→ Task: The line containing "one at https://mozilla.org/MPL/2.0/." marks the end, so write out exactly every line from the top of the entries below through that one.

-- Entries provided follows --

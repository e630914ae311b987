// This Source Code Form is subject to the terms of the Mozilla Public
// License, v. 2.0. If a copy of the MPL was not distributed with this
// file, You can obtain one at https://mozilla.org/MPL/2.0/.

//! Bidirectional Forwarding Detection (RFC 5880) as an embeddable
//! subsystem for a routing daemon.
//!
//! A [`Daemon`] owns protocol instances and the request API through which
//! routing protocols reserve liveness probes. Each [`Instance`] runs its
//! sessions on a dedicated protocol thread with high-resolution timers;
//! requests, static neighbors, reconfiguration, and state-change callbacks
//! live on the control side and cross over through a per-instance entry
//! mutex and a notification bridge. Packet transport is pluggable through
//! the [`transport`] traits; the [`packet`] module provides the wire
//! codec.
//!
//! Supported standards:
//! - RFC 5880 - main BFD standard
//! - RFC 5881 - BFD for IP links
//! - RFC 5882 - generic application of BFD
//! - RFC 5883 - BFD for multihop paths

use num_enum::TryFromPrimitive;
use schemars::JsonSchema;
use serde::{Deserialize, Serialize};
use slog::Logger;
use std::collections::HashMap;
use std::net::IpAddr;
use std::sync::{Arc, Mutex};

pub mod config;
mod engine;
pub mod error;
pub mod iface;
pub mod instance;
pub mod log;
mod neighbor;
mod notify;
pub mod packet;
mod request;
mod session;
pub mod timer;
pub mod transport;

pub use config::{InstanceConfig, SessionOpts};
pub use error::Error;
pub use iface::Link;
pub use instance::{Instance, SessionInfo};
pub use request::{
    RequestHook, RequestTarget, RequestUpdate, SessionRequest,
};

use config::NeighborConfig;
use neighbor::{same_neighbor, NeighborEntry};
use request::{drain_notifications, fire_deferred, Registry, ReqId};
use transport::SocketFactory;

#[macro_export]
macro_rules! lock {
    ($mtx:expr) => {
        $mtx.lock().expect("lock mutex")
    };
}

/// Session states per RFC 5880 §6.2.
#[derive(
    Default,
    PartialEq,
    Eq,
    Debug,
    Copy,
    Clone,
    Hash,
    TryFromPrimitive,
    JsonSchema,
    Serialize,
    Deserialize,
)]
#[repr(u8)]
pub enum State {
    /// Administratively held down; absorbs all remote transitions.
    AdminDown = 0,

    /// The initial state: the forwarding path is not known to work.
    #[default]
    Down = 1,

    /// The remote system was seen down; waiting for it to notice us.
    Init = 2,

    /// Both directions confirmed working.
    Up = 3,
}

impl State {
    pub fn name(&self) -> &'static str {
        match self {
            State::AdminDown => "AdminDown",
            State::Down => "Down",
            State::Init => "Init",
            State::Up => "Up",
        }
    }
}

/// Diagnostic codes carried in control packets.
#[derive(
    Default,
    PartialEq,
    Eq,
    Debug,
    Copy,
    Clone,
    Hash,
    TryFromPrimitive,
    JsonSchema,
    Serialize,
    Deserialize,
)]
#[repr(u8)]
pub enum Diag {
    #[default]
    Nothing = 0,
    Timeout = 1,
    EchoFailed = 2,
    NeighborDown = 3,
    FwdReset = 4,
    PathDown = 5,
    ConcatPathDown = 6,
    AdminDown = 7,
    RevConcatPathDown = 8,
}

impl Diag {
    pub fn name(&self) -> &'static str {
        match self {
            Diag::Nothing => "None",
            Diag::Timeout => "Time expired",
            Diag::EchoFailed => "Echo failed",
            Diag::NeighborDown => "Neighbor down",
            Diag::FwdReset => "Fwd plane reset",
            Diag::PathDown => "Path down",
            Diag::ConcatPathDown => "Concat path down",
            Diag::AdminDown => "Admin down",
            Diag::RevConcatPathDown => "Rev concat path down",
        }
    }
}

/// Authentication schemes per RFC 5880 §4.2-4.4.
#[derive(
    Default,
    PartialEq,
    Eq,
    Debug,
    Copy,
    Clone,
    Hash,
    TryFromPrimitive,
    JsonSchema,
    Serialize,
    Deserialize,
)]
#[repr(u8)]
pub enum AuthType {
    #[default]
    None = 0,
    Simple = 1,
    KeyedMd5 = 2,
    MeticulousKeyedMd5 = 3,
    KeyedSha1 = 4,
    MeticulousKeyedSha1 = 5,
}

impl AuthType {
    /// Whether packets of this scheme carry a cryptographic sequence
    /// number.
    pub fn uses_csn(&self) -> bool {
        !matches!(self, AuthType::None | AuthType::Simple)
    }

    /// Meticulous schemes advance the sequence number on every packet.
    pub fn meticulous(&self) -> bool {
        matches!(
            self,
            AuthType::MeticulousKeyedMd5 | AuthType::MeticulousKeyedSha1
        )
    }

    pub fn name(&self) -> &'static str {
        match self {
            AuthType::None => "None",
            AuthType::Simple => "Simple",
            AuthType::KeyedMd5 => "Keyed MD5",
            AuthType::MeticulousKeyedMd5 => "Meticulous keyed MD5",
            AuthType::KeyedSha1 => "Keyed SHA1",
            AuthType::MeticulousKeyedSha1 => "Meticulous keyed SHA1",
        }
    }
}

/// Per-instance receive and transmit error tallies.
#[derive(
    Debug, Default, Clone, Copy, Serialize, Deserialize, JsonSchema,
)]
pub struct Counters {
    pub rx_dropped: u64,
    pub rx_auth_failed: u64,
    pub tx_errors: u64,
}

pub(crate) struct DaemonState {
    pub(crate) reg: Mutex<Registry>,
}

/// The BFD subsystem: a registry of protocol instances plus the request
/// API. Requests outlive instances; ones no instance accepts wait until
/// one shows up.
pub struct Daemon {
    state: Arc<DaemonState>,
    log: Logger,
}

impl Daemon {
    pub fn new(log: Logger) -> Self {
        Self {
            state: Arc::new(DaemonState {
                reg: Mutex::new(Registry::new()),
            }),
            log,
        }
    }

    /// Ask for a liveness probe to `(addr, local, link, vrf)`. The first
    /// instance that accepts the target claims the request; otherwise it
    /// parks on the wait list reporting AdminDown. The hook, if any, fires
    /// on every observed state change after this call returns; current
    /// state is always readable off the handle.
    pub fn request_session(
        &self,
        addr: IpAddr,
        local: IpAddr,
        link: Option<Link>,
        vrf: Option<u32>,
        hook: Option<RequestHook>,
        opts: Option<SessionOpts>,
    ) -> SessionRequest {
        let target = RequestTarget {
            addr,
            local,
            link,
            vrf,
        };
        let (id, shared, deferred) = {
            let mut reg = lock!(self.state.reg);
            let (id, shared) = reg.create(target, opts.unwrap_or_default());
            let deferred = reg.submit(&self.log, id);
            (id, shared, deferred)
        };
        fire_deferred(deferred);

        let request =
            SessionRequest::new(id, Arc::downgrade(&self.state), shared);
        if hook.is_some() {
            request.set_hook(hook);
        }
        request
    }

    /// Start a protocol instance: spawn its protocol and notification
    /// threads, absorb any waiting requests it accepts, and start its
    /// static neighbors.
    pub fn add_instance(
        &self,
        name: &str,
        cf: InstanceConfig,
        factory: Box<dyn SocketFactory>,
    ) -> Result<Arc<Instance>, Error> {
        let mut entries: Vec<NeighborEntry> = Vec::new();
        for n in &cf.neighbors {
            if entries.iter().any(|e| e.cf.addr == n.addr) {
                slog::error!(self.log, "duplicate neighbor {}", n.addr;
                    "instance" => name);
                continue;
            }
            entries.push(NeighborEntry {
                cf: n.clone(),
                req: None,
                active: false,
            });
        }

        let (instance, kick_rx) = {
            let mut reg = lock!(self.state.reg);
            if reg.instances.iter().any(|(_, i)| i.name() == name) {
                return Err(Error::InstanceExists(name.to_string()));
            }
            let id = reg.next_inst;
            reg.next_inst += 1;
            let (instance, kick_rx) =
                Instance::new(name, id, cf, factory, self.log.clone());
            reg.instances.push((id, instance.clone()));
            (instance, kick_rx)
        };
        *lock!(instance.neighbors) = entries;

        // The control-side notification thread for this instance. It holds
        // weak references only, so instance teardown is not kept alive by
        // its own notifier.
        let state_weak = Arc::downgrade(&self.state);
        let instance_weak = Arc::downgrade(&instance);
        std::thread::spawn(move || {
            while kick_rx.recv().is_ok() {
                let (Some(state), Some(instance)) =
                    (state_weak.upgrade(), instance_weak.upgrade())
                else {
                    break;
                };
                drain_notifications(&state, &instance);
            }
        });

        // Adopt waiting requests this instance accepts.
        let deferred = {
            let mut reg = lock!(self.state.reg);
            let waiting: Vec<ReqId> = reg.wait_list.clone();
            let mut deferred = Vec::new();
            for rid in waiting {
                if let Some(n) = reg.try_attach(
                    instance.id(),
                    &instance,
                    rid,
                    &self.log,
                ) {
                    deferred.push(n);
                }
            }
            deferred
        };
        fire_deferred(deferred);

        {
            let mut neighbors = lock!(instance.neighbors);
            for entry in neighbors.iter_mut() {
                if !entry.active {
                    self.start_neighbor(&instance, entry);
                }
            }
        }

        Ok(instance)
    }

    /// Shut an instance down: stop its neighbors, push its requests back
    /// through submission (another instance or the wait list), then stop
    /// the protocol thread and release its sessions and sockets.
    pub fn remove_instance(&self, name: &str) -> Result<(), Error> {
        let instance = {
            let mut reg = lock!(self.state.reg);
            let pos = reg
                .instances
                .iter()
                .position(|(_, i)| i.name() == name)
                .ok_or_else(|| Error::NoSuchInstance(name.to_string()))?;
            let (_, instance) = reg.instances.remove(pos);
            instance
        };

        {
            let mut neighbors = lock!(instance.neighbors);
            for entry in neighbors.iter_mut() {
                entry.req = None;
                entry.active = false;
            }
        }

        let deferred = {
            let mut reg = lock!(self.state.reg);
            let inst_id = instance.id();
            let rids: Vec<ReqId> = reg
                .attachments
                .iter()
                .filter(|((i, _), _)| *i == inst_id)
                .flat_map(|(_, a)| a.reqs.clone())
                .collect();
            let mut deferred = Vec::new();
            for rid in rids {
                deferred.extend(reg.submit(&self.log, rid));
            }
            deferred
        };
        fire_deferred(deferred);

        instance.stop();
        Ok(())
    }

    /// Swap in a new configuration for an instance. Acceptance flags are
    /// frozen; a change there rejects the configuration and keeps the old
    /// one running. Sessions on interfaces whose configuration materially
    /// changed get their parameters reapplied using the current
    /// requester's overrides; the neighbor list is diffed, carrying over
    /// unchanged entries.
    pub fn reconfigure_instance(
        &self,
        name: &str,
        new_cf: InstanceConfig,
    ) -> Result<(), Error> {
        let new_neighbors = new_cf.neighbors.clone();
        let instance = {
            let reg = lock!(self.state.reg);
            let (inst_id, instance) = reg
                .instances
                .iter()
                .find(|(_, i)| i.name() == name)
                .cloned()
                .ok_or_else(|| Error::NoSuchInstance(name.to_string()))?;

            let mut head_opts: HashMap<u32, SessionOpts> = HashMap::new();
            for ((i, loc_id), att) in reg.attachments.iter() {
                if *i != inst_id {
                    continue;
                }
                if let Some(rid) = att.reqs.first() {
                    if let Some(e) = reg.requests.get(rid) {
                        head_opts.insert(*loc_id, e.opts.clone());
                    }
                }
            }

            instance.reconfigure(new_cf, &head_opts)?;
            instance
        };

        self.reconfigure_neighbors(&instance, &new_neighbors);
        Ok(())
    }

    /// Nexthop resolution changed for a directly connected neighbor:
    /// start its internal request when it became reachable, drop it when
    /// it stopped being.
    pub fn neigh_notify(
        &self,
        instance: &Arc<Instance>,
        addr: IpAddr,
        resolvable: bool,
        local: Option<IpAddr>,
    ) {
        let mut neighbors = lock!(instance.neighbors);
        let Some(entry) = neighbors
            .iter_mut()
            .find(|e| e.cf.addr == addr && !e.cf.multihop)
        else {
            return;
        };

        if resolvable && entry.req.is_none() {
            let local = local
                .or(entry.cf.local)
                .unwrap_or_else(|| unspecified(addr));
            entry.req = Some(self.request_session(
                addr,
                local,
                entry.cf.link.clone(),
                instance.vrf(),
                None,
                None,
            ));
        }
        if !resolvable {
            entry.req = None;
        }
    }

    fn start_neighbor(
        &self,
        instance: &Arc<Instance>,
        entry: &mut NeighborEntry,
    ) {
        entry.active = true;

        if entry.cf.multihop {
            let local = entry
                .cf
                .local
                .unwrap_or_else(|| unspecified(entry.cf.addr));
            entry.req = Some(self.request_session(
                entry.cf.addr,
                local,
                None,
                instance.vrf(),
                None,
                None,
            ));
            return;
        }

        slog::debug!(self.log, "waiting for {} to become reachable",
            entry.cf.addr; "instance" => instance.name());
    }

    fn reconfigure_neighbors(
        &self,
        instance: &Arc<Instance>,
        new: &[NeighborConfig],
    ) {
        let mut neighbors = lock!(instance.neighbors);
        let old = std::mem::take(&mut *neighbors);

        let mut next: Vec<NeighborEntry> = Vec::new();
        for n in new {
            if next.iter().any(|e| e.cf.addr == n.addr) {
                slog::error!(self.log, "duplicate neighbor {}", n.addr;
                    "instance" => instance.name());
                continue;
            }
            next.push(NeighborEntry {
                cf: n.clone(),
                req: None,
                active: false,
            });
        }

        for old_entry in old {
            if let Some(entry) = next
                .iter_mut()
                .find(|e| same_neighbor(&e.cf, &old_entry.cf))
            {
                entry.req = old_entry.req;
                entry.active = old_entry.active;
            }
            // Entries with no match drop here, stopping their requests.
        }

        for entry in next.iter_mut() {
            if !entry.active {
                self.start_neighbor(instance, entry);
            }
        }

        *neighbors = next;
    }
}

fn unspecified(addr: IpAddr) -> IpAddr {
    match addr {
        IpAddr::V4(_) => IpAddr::V4(std::net::Ipv4Addr::UNSPECIFIED),
        IpAddr::V6(_) => IpAddr::V6(std::net::Ipv6Addr::UNSPECIFIED),
    }
}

-- Entries provided concluded --

→ Written response:
repository e630914ae311b987
// This Source Code Form is subject to the terms of the Mozilla Public
// License, v. 2.0. If a copy of the MPL was not distributed with this
// file, You can obtain one at https://mozilla.org/MPL/2.0/.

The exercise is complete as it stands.